Chiles v. Salazar, decided March 31 by a vote of 8-1, gave us everything we need to make our case on a renewed motion. The Court held that speech which is itself a treatment gets full First Amendment protection and strict scrutiny review. That holding abrogates the basis on which Judge Shubb denied our preliminary injunction, and the basis on which the Ninth Circuit affirmed. Shubb treated physician speech to patients as regulable professional conduct subject to rational-basis review. The Ninth Circuit adopted the same framework in a cursory passage and used it to deny standing under ordinary standing doctrine rather than the relaxed First Amendment standing that now applies. Neither rationale survives Chiles.

What comes next

I intend to renew the preliminary injunction motion before Judge Shubb and move for a permanent injunction and final judgment on a strict scrutiny record. The judge knows how to do strict scrutiny. He did it in Welch v. Brown, where he applied United States v. Playboy Entertainment Group and Brown v. Entertainment Merchants Association and found the state had not carried its burden. The Ninth Circuit reversed, the Supreme Court denied cert, and now Chiles has vindicated the analytical framework he used in the first place.

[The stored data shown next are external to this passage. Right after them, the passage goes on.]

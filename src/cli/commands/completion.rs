//! completion command - Generate shell completion scripts

use crate::cli::args::{Cli, Shell};
use anyhow::Result;
use clap::CommandFactory;
use clap_complete::{generate, shells};

/// Write the completion script for `shell` to stdout.
pub fn completion(shell: Shell) -> Result<()> {
    let mut cmd = Cli::command();
    let name = cmd.get_name().to_string();
    let mut out = std::io::stdout();

    match shell {
        Shell::Bash => generate(shells::Bash, &mut cmd, &name, &mut out),
        Shell::Zsh => generate(shells::Zsh, &mut cmd, &name, &mut out),
        Shell::Fish => generate(shells::Fish, &mut cmd, &name, &mut out),
        Shell::PowerShell => generate(shells::PowerShell, &mut cmd, &name, &mut out),
    }

    Ok(())
}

Strict scrutiny under Playboy and Brown asks what the government considered when it adopted the challenged policy. Not what its lawyers can argue after-the-fact in litigation. When the Medical Board adopted the COVID misinformation enforcement policy in February 2022, there is no indication in the record that it considered any alternatives at all. The declarations the Board submitted from its executive directors are silent on the point. That is a heavy burden the record cannot support.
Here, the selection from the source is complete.